Published 10:22 pm Tuesday, November 10, 2015

“No Trespassing” signs in front of Tabernacle Christian Church this week signaled the foreclosure of the church by its largest creditor.

“No Trespassing” signs in front of Tabernacle Christian Church this week signaled the foreclosure of the church by its largest creditor.

“No Trespassing” signs and a security guard that appeared in front of Tabernacle Christian Church on East Washington Street this week are evidence of foreclosure.

Joseph Liberatore, an attorney for the church, said Tuesday that he admired the members who have tried hard for years to keep the church out of foreclosure.

“I don’t know how they could have tried any harder,” Liberatore said. “Their members have been faithful. Their giving has been sacrificial, even during tough times.”

Email newsletter signup

The church filed Chapter 11 bankruptcy on April 30 to stop an auction that was set to take place that afternoon, according to the documents.
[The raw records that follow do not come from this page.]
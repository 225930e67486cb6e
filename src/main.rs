mod commands;

use clap::Parser;

#[derive(Parser)]
#[command(name = "line-status")]
#[command(about = "line-level change tracking against a base revision", long_about = None)]
#[command(disable_help_flag = true, disable_version_flag = true)]
struct Cli {
    /// Command and arguments
    #[arg(trailing_var_arg = true, allow_hyphen_values = true)]
    args: Vec<String>,
}

fn main() {
    let cli = Cli::parse();
    commands::line_status_handlers::handle_line_status(&cli.args);
}
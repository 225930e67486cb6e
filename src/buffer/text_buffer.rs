use std::borrow::Cow;
use std::fmt;

use crate::buffer::{LineBuffer, MutableLineBuffer};

/// A `String` with a line start index, used as the base snapshot and as the reference
/// working buffer.
#[derive(Clone)]
pub struct TextBuffer {
    text: String,
    /// Byte offset of the first character of every line; `line_starts[0] == 0`
    line_starts: Vec<usize>,
    stamp: u64,
}

impl TextBuffer {
    pub fn new(text: impl Into<String>) -> Self {
        let text = text.into();
        let line_starts = compute_line_starts(&text);
        TextBuffer {
            text,
            line_starts,
            stamp: 0,
        }
    }

    pub fn as_str(&self) -> &str {
        &self.text
    }

    pub fn line(&self, line: usize) -> &str {
        &self.text[self.line_start_offset(line)..self.line_end_offset(line)]
    }

    /// Lines `start_line..end_line` without terminators
    pub fn lines_in(&self, start_line: usize, end_line: usize) -> Vec<&str> {
        (start_line..end_line).map(|line| self.line(line)).collect()
    }

    pub fn lines(&self) -> impl Iterator<Item = &str> {
        self.text.split('\n')
    }

    pub fn into_string(self) -> String {
        self.text
    }

    /// Replaces the whole text as a single edit.
    pub fn set_text(&mut self, text: &str) {
        let len = self.text.len();
        self.replace_string(0, len, text);
    }
}

impl Default for TextBuffer {
    fn default() -> Self {
        TextBuffer::new(String::new())
    }
}

impl fmt::Debug for TextBuffer {
    fn fmt(&self, f: &mut fmt::Formatter<'_>) -> fmt::Result {
        f.debug_struct("TextBuffer")
            .field("text", &self.text)
            .field("lines", &self.line_starts.len())
            .field("stamp", &self.stamp)
            .finish()
    }
}

impl PartialEq<str> for TextBuffer {
    fn eq(&self, other: &str) -> bool {
        self.text == other
    }
}

impl PartialEq<&str> for TextBuffer {
    fn eq(&self, other: &&str) -> bool {
        self.text == *other
    }
}

fn compute_line_starts(text: &str) -> Vec<usize> {
    let mut starts = vec![0];
    starts.extend(text.match_indices('\n').map(|(idx, _)| idx + 1));
    starts
}

impl LineBuffer for TextBuffer {
    fn len(&self) -> usize {
        self.text.len()
    }

    fn line_count(&self) -> usize {
        self.line_starts.len()
    }

    fn line_number_of(&self, offset: usize) -> usize {
        assert!(
            offset <= self.text.len(),
            "offset {} is past the end of the buffer ({} bytes)",
            offset,
            self.text.len()
        );
        self.line_starts.partition_point(|&start| start <= offset) - 1
    }

    fn line_start_offset(&self, line: usize) -> usize {
        self.line_starts[line]
    }

    fn line_end_offset(&self, line: usize) -> usize {
        match self.line_starts.get(line + 1) {
            Some(next_start) => next_start - 1,
            None => {
                assert!(line < self.line_starts.len(), "line {} is out of range", line);
                self.text.len()
            }
        }
    }

    fn chars_in_range(&self, start_line: usize, end_line: usize) -> Cow<'_, str> {
        if start_line >= end_line {
            return Cow::Borrowed("");
        }
        let start = self.line_start_offset(start_line);
        let end = self.line_end_offset(end_line - 1);
        Cow::Borrowed(&self.text[start..end])
    }

    fn modification_stamp(&self) -> u64 {
        self.stamp
    }

    fn is_char_boundary(&self, offset: usize) -> bool {
        self.text.is_char_boundary(offset)
    }

    fn text(&self) -> Cow<'_, str> {
        Cow::Borrowed(&self.text)
    }
}

impl MutableLineBuffer for TextBuffer {
    fn replace_string(&mut self, start: usize, end: usize, text: &str) {
        assert!(start <= end, "edit range {}..{} is reversed", start, end);
        self.text.replace_range(start..end, text);

        // Starts in (start, end] followed a removed '\n'; later ones move by the length delta.
        let lo = self.line_starts.partition_point(|&s| s <= start);
        let hi = self.line_starts.partition_point(|&s| s <= end);
        let removed = end - start;
        let patched: Vec<usize> = text
            .match_indices('\n')
            .map(|(idx, _)| start + idx + 1)
            .chain(self.line_starts[hi..].iter().map(|&s| s - removed + text.len()))
            .collect();
        self.line_starts.splice(lo.., patched);

        self.stamp += 1;
    }
}
use std::fs;
use std::path::Path;
use std::str::FromStr;
use std::sync::OnceLock;

use serde::{Deserialize, Serialize};

use crate::error::TrackerError;
use crate::utils::debug_log;

/// Prefix of the environment variables read by [`TrackerConfig::from_env`]
pub const ENV_PREFIX: &str = "LINE_STATUS_";

/// Default cap on the size of a modified range for which inner ranges are computed
pub const DEFAULT_MAX_INNER_RANGE_LINES: usize = 1000;

/// When an edit may be handled by re-diffing only part of the buffer
#[derive(Clone, Copy, Debug, PartialEq, Eq, Serialize, Deserialize)]
#[serde(rename_all = "lowercase")]
pub enum IncrementalPolicy {
    /// Every edit triggers a full rebuild
    Off,
    /// Re-diff locally only when the edited lines lie inside one existing range
    Contained,
    /// Re-diff locally for every edit, widened to the nearest unchanged lines
    Bounded,
}

impl IncrementalPolicy {
    pub fn as_str(&self) -> &'static str {
        match self {
            IncrementalPolicy::Off => "off",
            IncrementalPolicy::Contained => "contained",
            IncrementalPolicy::Bounded => "bounded",
        }
    }
}

impl FromStr for IncrementalPolicy {
    type Err = TrackerError;

    fn from_str(input: &str) -> Result<Self, Self::Err> {
        match input.trim().to_lowercase().as_str() {
            "off" => Ok(IncrementalPolicy::Off),
            "contained" => Ok(IncrementalPolicy::Contained),
            "bounded" => Ok(IncrementalPolicy::Bounded),
            _ => Err(TrackerError::Generic(format!(
                "Unknown incremental policy: {}",
                input
            ))),
        }
    }
}

impl Default for IncrementalPolicy {
    fn default() -> Self {
        IncrementalPolicy::Contained
    }
}

#[derive(Clone, Debug, PartialEq, Eq, Serialize, Deserialize)]
#[serde(default)]
pub struct TrackerConfig {
    pub incremental: IncrementalPolicy,
    /// Compute line-granular inner ranges for modified ranges
    pub inner_ranges: bool,
    /// Compute word fragments for single-line modified ranges
    pub word_fragments: bool,
    pub max_inner_range_lines: usize,
    /// Check range invariants after every incremental update and rebuild on failure
    pub validate_ranges: bool,
}

impl Default for TrackerConfig {
    fn default() -> Self {
        TrackerConfig {
            incremental: IncrementalPolicy::default(),
            inner_ranges: true,
            word_fragments: true,
            max_inner_range_lines: DEFAULT_MAX_INNER_RANGE_LINES,
            validate_ranges: cfg!(debug_assertions),
        }
    }
}

static CONFIG: OnceLock<TrackerConfig> = OnceLock::new();

impl TrackerConfig {
    /// Access the process-wide configuration. Lazily initialized from the environment.
    pub fn get() -> &'static TrackerConfig {
        CONFIG.get_or_init(build_config)
    }

    /// Reads `LINE_STATUS_*` variables on top of the defaults.
    pub fn from_env() -> Result<TrackerConfig, TrackerError> {
        Ok(envy::prefixed(ENV_PREFIX).from_env::<TrackerConfig>()?)
    }

    /// Reads a JSON config file. Missing keys keep their defaults.
    pub fn load_file(path: &Path) -> Result<TrackerConfig, TrackerError> {
        let contents = fs::read_to_string(path)?;
        Self::from_json_str(&contents)
    }

    pub fn from_json_str(contents: &str) -> Result<TrackerConfig, TrackerError> {
        Ok(serde_json::from_str(contents)?)
    }
}

fn build_config() -> TrackerConfig {
    match TrackerConfig::from_env() {
        Ok(config) => config,
        Err(e) => {
            debug_log(&format!(
                "Ignoring invalid {}* environment: {}",
                ENV_PREFIX, e
            ));
            TrackerConfig::default()
        }
    }
}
Foundation Capital Resources Inc., the church’s largest creditor, sought to sell the property.

On Sept. 17, the bankruptcy court granted Foundation Capital Resources permission to foreclose on the property on or after Oct. 26. Because the church filed for bankruptcy only to stop the sale, it requested and received dismissal of the bankruptcy proceeding.

The church believed its chances of obtaining a loan were better if it was not a bankruptcy debtor, according to the court documents.

Liberatore said the property was auctioned Friday.

“We ran out of time,” he said. “They had the foreclosure sale on Friday, as they were allowed to do. The process of taking over possession caught us by surprise. We certainly didn’t expect it to happen the way that it did or as fast as it did.”

He said another church allowed Tabernacle to hold an afternoon service on Sunday.

“Our hopes and prayers are for some kind of arrangement with Foundation Capital so they can at least recommence Sunday services at the location, or that they’ll be able to secure an alternate location where they can have morning services,” Liberatore said.

The church had previously filed bankruptcy in 2008. At that time, it owed more than $7 million to Foundation Capital, which included property at 1309 and 1401 E. Washington St., the old sanctuary.

“In fairness, this is the second bankruptcy that was filed,” Liberatore said. “There’s been a long period of time that we’ve been given an opportunity to try to find the financing. It’s just been a very difficult market for any church to get refinancing for their loans.”

Liberatore said the church “did an amazing job” of keeping up with its payments until it started having to make payments on the principal as well as the interest.

“Once it went to where they were paying almost $21,000 a month, the church couldn’t quite keep up,” Liberatore said. “I have great admiration for those members. They were amazing in how they continued to give and be faithful.”

Liberatore said Financial Capital agreed not to pursue the church for the remaining balance if it cooperated in the foreclosure process.

In addition to the mortgage, according to its most recent bankruptcy filing, the church owes $49,000 to the Internal Revenue Service, $37,000 to Northern Star Credit Union and $11,000 to the city of Suffolk, as well as eight other creditors to whom it owes more than $14,000 total.

Bishop Carlton R. Upton Sr. answered the phone at his home Tuesday and immediately said, “I’m not talking to you about my church situation.” After being asked about the bankruptcy, he hung up without further comment.

Pastor Ben Fitzgerald III of Zion Christian Church, whose name is on the bankruptcy paperwork, said he has not been affiliated with Tabernacle since August. He also said the neighboring Tabernacle Gardens Assisted Living Facility is not affiliated with the church in any way and so should not be affected.

Editor’s note: This article has been updated to reflect Fitzgerald’s comments, which were received after deadline Tuesday.